Книга Уинстон Черчилль. Власть воображения - Франсуа Керсоди
Шрифт:
Интервал:
Закладка:
На следующий день Черчилль объявил Идену, что раздумал уходить в начале апреля, так что заседание кабинета 14 марта прошло невероятно бурно. Черчилль заявил, что он обязательно должен участвовать в будущем саммите «в интересах нации», и Иден возмущенно ответил: «Вот уже десять лет, как я министр иностранных дел. Разве мне нельзя доверять?» Он попытался продолжить дискуссию, но министр прекратил споры следующими словами: «Я знаю мой долг, и я его исполню.
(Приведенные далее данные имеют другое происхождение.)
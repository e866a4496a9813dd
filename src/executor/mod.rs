//! Thread affinity for the render pipeline.
//!
//! Two kinds of stages exist:
//!
//! - worker stages (network fetch, decoding, scaling, file IO) run on the
//!   bounded [`RenderPool`];
//! - main-thread stages (registry mutation, ID allocation, host calls) are
//!   queued on the [`MainThread`] and run when the host drains it from its
//!   tick loop.
//!
//! Worker stages hop to the main thread through a [`MainThreadHandle`].

mod main_thread;
mod pool;
mod task;

pub use main_thread::{MainThread, MainThreadHandle};
pub use pool::{default_pool_size, RenderPool};
pub use task::RenderTask;
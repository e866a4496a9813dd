pub mod completions;
pub mod delete;
pub mod list;
pub mod migrate;
pub mod rename;
pub mod render;
pub mod update;

use std::path::{Path, PathBuf};

use clap::{Parser, Subcommand};

use crate::config::{DataDir, PluginConfig};
use crate::error::Result;
use crate::executor::{MainThread, RenderPool};
use crate::host::HeadlessHost;
use crate::imaging::{HttpFetcher, ImageRenderer, ImageStore, PipelineConfig};
use crate::registry::{MapRegistry, MapStore};

/// mapframe - Render images onto map tiles and manage the map registry
#[derive(Parser, Debug)]
#[command(name = "mapframe")]
#[command(version, about, long_about = None)]
pub struct Cli {
    /// Plugin data directory (holds config.yml, images/ and maps/)
    #[arg(long, short = 'd', global = true, default_value = ".")]
    pub data_dir: PathBuf,

    #[command(subcommand)]
    pub command: Commands,
}

#[derive(Subcommand, Debug)]
pub enum Commands {
    /// Render an image from a URL into a new map or poster
    Render(render::RenderArgs),

    /// Redraw an existing map from a new image
    Update(update::UpdateArgs),

    /// List registered maps
    List(list::ListArgs),

    /// Delete a map from the registry
    Delete(delete::DeleteArgs),

    /// Rename a map
    Rename(rename::RenameArgs),

    /// Migrate pre-v3 map.yml and poster.yml into the registry
    Migrate(migrate::MigrateArgs),

    /// Generate shell completions
    Completions(completions::CompletionsArgs),
}

/// Data directory opened by a command: configuration, registry and a
/// headless host.
pub struct Session {
    pub data: DataDir,
    pub config: PluginConfig,
    pub registry: MapRegistry,
    pub host: HeadlessHost,
}

impl Session {
    pub fn open(data_dir: &Path) -> Result<Self> {
        let data = DataDir::new(data_dir);
        let config = data.load_config()?;
        let registry = MapRegistry::open(MapStore::new(data.maps_dir()), config.quota_limits())?;
        Ok(Self {
            data,
            config,
            registry,
            host: HeadlessHost::new(),
        })
    }

    pub fn image_store(&self) -> ImageStore {
        ImageStore::new(self.data.images_dir())
    }

    /// A renderer downloading over HTTP and scheduling on `main`.
    pub fn renderer(&self, main: &MainThread) -> Result<ImageRenderer> {
        Ok(ImageRenderer::new(
            RenderPool::new()?,
            main.handle(),
            self.image_store(),
            Box::new(HttpFetcher::new()),
            PipelineConfig::from_config(&self.config),
        ))
    }
}
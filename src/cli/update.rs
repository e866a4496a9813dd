//! Update command implementation.

use std::path::Path;

use clap::Args;

use crate::error::Result;
use crate::executor::MainThread;
use crate::imaging::{ScalingType, UpdateRequest};
use crate::output::Printer;
use crate::types::OwnerId;

use super::Session;

/// Redraw an existing map from a new image
#[derive(Args, Debug)]
pub struct UpdateArgs {
    /// Key of the map to redraw
    #[arg(required = true)]
    pub key: String,

    /// Image URL
    #[arg(required = true)]
    pub url: String,

    /// Owner UUID
    #[arg(long, short)]
    pub owner: OwnerId,

    /// Scaling: none, contained, covered or stretched
    #[arg(long, default_value = "contained")]
    pub scaling: ScalingType,

    /// Ignore the configured image size limits
    #[arg(long)]
    pub bypass_size_limit: bool,
}

pub fn run(args: UpdateArgs, data_dir: &Path, printer: &Printer) -> Result<()> {
    let mut session = Session::open(data_dir)?;
    let main = MainThread::new();
    let renderer = session.renderer(&main)?;

    let request = UpdateRequest::new(&args.url, args.owner, &args.key)
        .scaling(args.scaling)
        .bypass_size_limit(args.bypass_size_limit);

    printer.status("Updating", &format!("{} from {}", args.key, args.url));
    let task = renderer.update(request);
    let map = main.run_until(&mut session.registry, &mut session.host, task)?;

    printer.success("Updated", &format!("{} ({})", printer.bold(&map.key), map.size_label()));
    Ok(())
}
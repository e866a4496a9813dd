//! Scaling strategies applied before an image is split into tiles.

use std::fmt;
use std::str::FromStr;

use image::imageops::{self, FilterType};
use image::{DynamicImage, Rgba, RgbaImage};

use crate::error::{MapError, Result};

const FILTER: FilterType = FilterType::Triangle;

/// How a source image is fitted into the target tile area.
#[derive(Debug, Clone, Copy, PartialEq, Eq, Default)]
pub enum ScalingType {
    /// Keep the source size.
    None,
    /// Fit inside the area, keeping the aspect ratio; borders are transparent.
    #[default]
    Contained,
    /// Cover the whole area, keeping the aspect ratio; overflow is cropped.
    Covered,
    /// Stretch to the exact area.
    Stretched,
}

impl ScalingType {
    /// Resize `image` for a `width` × `height` pixel area.
    pub fn resize(&self, image: &RgbaImage, width: u32, height: u32) -> RgbaImage {
        if image.width() == 0 || image.height() == 0 || width == 0 || height == 0 {
            return image.clone();
        }

        match self {
            ScalingType::None => image.clone(),
            ScalingType::Stretched => imageops::resize(image, width, height, FILTER),
            ScalingType::Covered => DynamicImage::ImageRgba8(image.clone())
                .resize_to_fill(width, height, FILTER)
                .to_rgba8(),
            ScalingType::Contained => {
                let scaled = DynamicImage::ImageRgba8(image.clone())
                    .resize(width, height, FILTER)
                    .to_rgba8();
                center_on_canvas(&scaled, width, height)
            }
        }
    }

    pub fn name(&self) -> &'static str {
        match self {
            ScalingType::None => "none",
            ScalingType::Contained => "contained",
            ScalingType::Covered => "covered",
            ScalingType::Stretched => "stretched",
        }
    }
}

impl fmt::Display for ScalingType {
    fn fmt(&self, f: &mut fmt::Formatter<'_>) -> fmt::Result {
        write!(f, "{}", self.name())
    }
}

impl FromStr for ScalingType {
    type Err = MapError;

    fn from_str(s: &str) -> Result<Self> {
        match s.to_ascii_lowercase().as_str() {
            "none" => Ok(ScalingType::None),
            "contained" | "contain" => Ok(ScalingType::Contained),
            "covered" | "cover" => Ok(ScalingType::Covered),
            "stretched" | "stretch" => Ok(ScalingType::Stretched),
            _ => Err(MapError::Parse {
                message: format!("Unknown scaling type '{}'", s),
                help: Some("Use one of: none, contained, covered, stretched".to_string()),
            }),
        }
    }
}

/// Place `image` in the middle of a transparent `width` × `height` canvas.
///
/// Parts of the image outside the canvas are cut off.
pub fn center_on_canvas(image: &RgbaImage, width: u32, height: u32) -> RgbaImage {
    if image.width() == width && image.height() == height {
        return image.clone();
    }
    let mut canvas = RgbaImage::from_pixel(width, height, Rgba([0, 0, 0, 0]));
    let x = (width as i64 - image.width() as i64) / 2;
    let y = (height as i64 - image.height() as i64) / 2;
    imageops::overlay(&mut canvas, image, x, y);
    canvas
}

#[cfg(test)]
mod tests {
    use super::*;

    fn opaque(width: u32, height: u32) -> RgbaImage {
        RgbaImage::from_pixel(width, height, Rgba([200, 10, 10, 255]))
    }

    #[test]
    fn test_none_keeps_size() {
        let img = opaque(300, 50);
        let out = ScalingType::None.resize(&img, 128, 128);
        assert_eq!(out.dimensions(), (300, 50));
    }

    #[test]
    fn test_stretched_exact_size() {
        let out = ScalingType::Stretched.resize(&opaque(300, 50), 256, 128);
        assert_eq!(out.dimensions(), (256, 128));
        assert_eq!(out.get_pixel(0, 0).0[3], 255);
    }

    #[test]
    fn test_covered_fills_area() {
        let out = ScalingType::Covered.resize(&opaque(300, 50), 128, 128);
        assert_eq!(out.dimensions(), (128, 128));
        // No transparent border: every corner is covered.
        assert_eq!(out.get_pixel(0, 0).0[3], 255);
        assert_eq!(out.get_pixel(127, 127).0[3], 255);
    }

    #[test]
    fn test_contained_letterboxes() {
        let out = ScalingType::Contained.resize(&opaque(256, 64), 128, 128);
        assert_eq!(out.dimensions(), (128, 128));
        // 256x64 fits as 128x32, centred vertically.
        assert_eq!(out.get_pixel(64, 0).0[3], 0);
        assert_eq!(out.get_pixel(64, 64).0[3], 255);
        assert_eq!(out.get_pixel(64, 127).0[3], 0);
    }

    #[test]
    fn test_parse_scaling_type() {
        assert_eq!("cover".parse::<ScalingType>().unwrap(), ScalingType::Covered);
        assert_eq!("Stretched".parse::<ScalingType>().unwrap(), ScalingType::Stretched);
        assert_eq!("none".parse::<ScalingType>().unwrap(), ScalingType::None);
        assert!("zoom".parse::<ScalingType>().is_err());
    }

    #[test]
    fn test_center_on_canvas_crops_overflow() {
        let out = center_on_canvas(&opaque(200, 10), 100, 100);
        assert_eq!(out.dimensions(), (100, 100));
        assert_eq!(out.get_pixel(0, 50).0[3], 255);
        assert_eq!(out.get_pixel(0, 0).0[3], 0);
    }
}
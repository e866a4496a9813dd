//! Image acquisition and tiling.
//!
//! A render request flows through these stages:
//!
//! 1. [`source`]: resolve the link, download and decode it.
//! 2. [`SizeLimits`]: reject oversized sources.
//! 3. [`ScalingType`]: fit the image to the requested tile area.
//! 4. [`PosterImage`]: cut it into 128 × 128 tiles.
//! 5. [`ImageStore`]: write the tiles as PNG files.
//!
//! [`ImageRenderer`] drives the stages on the worker pool and hands registry
//! and host work to the main thread.

mod limits;
mod poster;
mod renderer;
mod scaling;
pub mod source;
mod store;

pub use limits::SizeLimits;
pub use poster::PosterImage;
pub use renderer::{ImageRenderer, PipelineConfig, RenderRequest, UpdateRequest};
pub use scaling::{center_on_canvas, ScalingType};
pub use source::{candidate_urls, load_image, Fetcher, HttpFetcher, MAX_DOWNLOAD_BYTES};
pub use store::ImageStore;
#[cfg(test)]
mod tests {
    use super::*;
    use crate::types::PosterGrid;
    use pretty_assertions::assert_eq;
    use tempfile::{tempdir, TempDir};
    use uuid::Uuid;

    fn open(dir: &TempDir, limits: QuotaLimits) -> MapRegistry {
        MapRegistry::open(MapStore::new(dir.path().join("maps")), limits).unwrap()
    }

    fn commit_single(registry: &mut MapRegistry, owner: OwnerId, name: &str) -> ImageMap {
        let reservation = registry.reserve(1, owner).unwrap();
        let id = reservation.ids()[0];
        registry
            .commit(reservation, Some(name), MapKind::Single { id })
            .unwrap()
    }

    #[test]
    fn test_allocate_is_monotonic() {
        let dir = tempdir().unwrap();
        let mut registry = open(&dir, QuotaLimits::default());
        assert_eq!(registry.allocate(3), vec![0, 1, 2]);
        assert_eq!(registry.allocate(2), vec![3, 4]);
        assert_eq!(registry.next_id(), 5);
    }

    #[test]
    fn test_deleted_ids_are_not_reused() {
        let dir = tempdir().unwrap();
        let mut registry = open(&dir, QuotaLimits::default());
        let owner = Uuid::new_v4();

        let map = commit_single(&mut registry, owner, "Cat");
        registry.delete(owner, &map.key).unwrap();

        let again = commit_single(&mut registry, owner, "Cat");
        assert!(again.first_id() > map.first_id());
    }

    #[test]
    fn test_commit_poster() {
        let dir = tempdir().unwrap();
        let mut registry = open(&dir, QuotaLimits::default());
        let owner = Uuid::new_v4();

        let reservation = registry.reserve(6, owner).unwrap();
        let grid = PosterGrid::new(3, 2, reservation.ids().to_vec()).unwrap();
        let map = registry
            .commit(reservation, None, MapKind::Poster(grid))
            .unwrap();

        assert_eq!(map.key, "poster");
        assert_eq!(map.tile_count(), 6);
        assert_eq!(registry.tile_count(), 6);
        assert_eq!(registry.get(4).unwrap().key, "poster");
        assert_eq!(registry.maps_of(owner).len(), 1);
    }

    #[test]
    fn test_commit_rejects_foreign_ids() {
        let dir = tempdir().unwrap();
        let mut registry = open(&dir, QuotaLimits::default());
        let owner = Uuid::new_v4();

        let reservation = registry.reserve(1, owner).unwrap();
        let result = registry.commit(reservation, None, MapKind::Single { id: 999 });
        assert!(matches!(result, Err(MapError::InvalidMap { .. })));
        assert!(registry.is_empty());
    }

    #[test]
    fn test_keys_are_unique_per_owner() {
        let dir = tempdir().unwrap();
        let mut registry = open(&dir, QuotaLimits::default());
        let alice = Uuid::new_v4();
        let bob = Uuid::new_v4();

        assert_eq!(commit_single(&mut registry, alice, "Cat").key, "cat");
        assert_eq!(commit_single(&mut registry, alice, "Cat").key, "cat-1");
        assert_eq!(commit_single(&mut registry, bob, "Cat").key, "cat");
    }

    #[test]
    fn test_owner_quota_counts_reservations() {
        let dir = tempdir().unwrap();
        let mut registry = open(&dir, QuotaLimits::new(4, 0));
        let owner = Uuid::new_v4();

        let first = registry.reserve(3, owner).unwrap();
        // A second request passing the check before the first one commits
        // must still see the first one's IDs.
        assert!(matches!(
            registry.reserve(2, owner),
            Err(MapError::OwnerQuota { limit: 4 })
        ));
        registry.release(first);
        assert!(registry.reserve(4, owner).is_ok());
    }

    #[test]
    fn test_quota_failure_allocates_nothing() {
        let dir = tempdir().unwrap();
        let mut registry = open(&dir, QuotaLimits::new(0, 2));
        let owner = Uuid::new_v4();

        let before = registry.next_id();
        assert!(matches!(
            registry.reserve(3, owner),
            Err(MapError::GlobalQuota { limit: 2 })
        ));
        assert_eq!(registry.next_id(), before);
    }

    #[test]
    fn test_global_quota_across_owners() {
        let dir = tempdir().unwrap();
        let mut registry = open(&dir, QuotaLimits::new(0, 2));

        commit_single(&mut registry, Uuid::new_v4(), "a");
        commit_single(&mut registry, Uuid::new_v4(), "b");
        assert!(matches!(
            registry.reserve(1, Uuid::new_v4()),
            Err(MapError::GlobalQuota { .. })
        ));
    }

    #[test]
    fn test_register_checks_quota_insert_does_not() {
        let dir = tempdir().unwrap();
        let mut registry = open(&dir, QuotaLimits::new(1, 0));
        let owner = Uuid::new_v4();
        let grid = PosterGrid::new(2, 1, vec![10, 11]).unwrap();

        let poster = ImageMap::poster(owner, "wall", "Wall", grid);
        assert!(matches!(
            registry.register(poster.clone()),
            Err(MapError::OwnerQuota { .. })
        ));

        registry.insert(poster).unwrap();
        assert_eq!(registry.owned_tile_count(owner), 2);
        assert_eq!(registry.next_id(), 12);
    }

    #[test]
    fn test_insert_rejects_duplicate_ids() {
        let dir = tempdir().unwrap();
        let mut registry = open(&dir, QuotaLimits::default());
        let owner = Uuid::new_v4();

        registry.insert(ImageMap::single(owner, "a", "a", 5)).unwrap();
        assert!(registry.insert(ImageMap::single(owner, "b", "b", 5)).is_err());
        assert!(registry.insert(ImageMap::single(owner, "a", "a", 6)).is_err());
    }

    #[test]
    fn test_delete_missing_map() {
        let dir = tempdir().unwrap();
        let mut registry = open(&dir, QuotaLimits::default());
        assert!(matches!(
            registry.delete(Uuid::new_v4(), "nope"),
            Err(MapError::NotFound { .. })
        ));
    }

    #[test]
    fn test_rename_updates_key_and_index() {
        let dir = tempdir().unwrap();
        let mut registry = open(&dir, QuotaLimits::default());
        let owner = Uuid::new_v4();
        let map = commit_single(&mut registry, owner, "Cat");

        let renamed = registry.rename(owner, &map.key, "Big Dog").unwrap();
        assert_eq!(renamed.key, "big-dog");
        assert_eq!(renamed.name, "Big Dog");
        assert_eq!(registry.get(map.first_id()).unwrap().key, "big-dog");
        assert!(registry.find_by_key(owner, "cat").is_none());
    }

    #[test]
    fn test_round_trip_through_store() {
        let dir = tempdir().unwrap();
        let alice = Uuid::new_v4();
        let bob = Uuid::new_v4();

        let (ids_before, next_before) = {
            let mut registry = open(&dir, QuotaLimits::default());
            commit_single(&mut registry, alice, "Cat");
            let reservation = registry.reserve(4, bob).unwrap();
            let grid = PosterGrid::new(2, 2, reservation.ids().to_vec()).unwrap();
            registry
                .commit(reservation, Some("Wall"), MapKind::Poster(grid))
                .unwrap();
            // Allocated but never committed.
            registry.allocate(3);

            let ids: BTreeMap<MapId, (OwnerId, String)> = registry.by_id.clone();
            let next = registry.next_id();
            registry.close().unwrap();
            (ids, next)
        };

        let registry = open(&dir, QuotaLimits::default());
        assert_eq!(registry.by_id, ids_before);
        assert_eq!(registry.next_id(), next_before);
        assert_eq!(registry.maps_of(bob)[0].size_label(), "2 × 2");
    }

    #[test]
    fn test_reservation_is_persisted() {
        let dir = tempdir().unwrap();
        {
            let mut registry = open(&dir, QuotaLimits::default());
            let reservation = registry.reserve(5, Uuid::new_v4()).unwrap();
            assert_eq!(reservation.len(), 5);
            // Simulated crash: the reservation is never committed or saved.
            std::mem::forget(reservation);
        }
        let registry = open(&dir, QuotaLimits::default());
        assert_eq!(registry.next_id(), 5);
    }

    #[test]
    fn test_save_removes_files_of_owners_without_maps() {
        let dir = tempdir().unwrap();
        let owner = Uuid::new_v4();
        let mut registry = open(&dir, QuotaLimits::default());
        let map = commit_single(&mut registry, owner, "Cat");
        registry.unindex(owner, &map.key);
        registry.save().unwrap();

        assert!(registry.store().stored_owners().unwrap().is_empty());
    }
}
Если член кабинета с этим не согласен, он знает, что ему делать». И некоторые действительно знали: посол США был тайно уведомлен о том, что британские власти настаивают на проведении всеобщих выборов немедленно после отставки Черчилля в начале апреля и что правительство Ее Величества будет весьма признательно президенту Эйзенхауэру, если он отложит свой визит в Европу. Есть просьбы, на которые трудно ответить отказом: 16 марта Черчилль получил телеграмму из Вашингтона, уведомлявшую, что визит президента отложен на неопределенный срок и что вопрос о конференции на высшем уровне с советскими никогда не поднимался. Damned![254]Снова неудача. На следующий день с грустью в душе Черчилль подтвердил решение отойти от дел 5 апреля 1955 г.
Казалось, что дело решено… но с Уинстоном Черчиллем никогда нельзя было сказать это со всей определенностью! 27 марта он узнал, что в Москве маршал Николай Булганин высказался в поддержку проведения конференции четырех сверхдержав, и с этого момента невероятная черчиллевская машина заработала полным ходом, не замечая предупредительных знаков и пуская в топку котла все, что попадалось под руку. Черчилль решительно стал на привычный путь уклонительства: «Он мне сказал, что на дворе кризис, – отметит Колвилл, – две серьезные забастовки (журналистов и грузчиков), важные вопросы бюджета, надо назначить дату всеобщих выборов, а тут еще предложение Булганина. Нельзя уходить в такой момент, лишь бы только удовлетворить жажду власти Антони». На следующий день он отправил сообщение Идену, уведомляя о своем решении; 29 марта на аудиенции во дворце сообщил королеве, что намерен отозвать свою отставку, и спросил у нее, не видит ли она к тому препятствий, на что молодая государыня ответила, что никаких не видит. Колвилл убеждал Идена не реагировать: «Любезность прежде всего, – советовал он ему. – Перед лицом сопротивления и конфронтации премьер-министр чувствует себя в своей тарелке, но он не может устоять перед любезностью».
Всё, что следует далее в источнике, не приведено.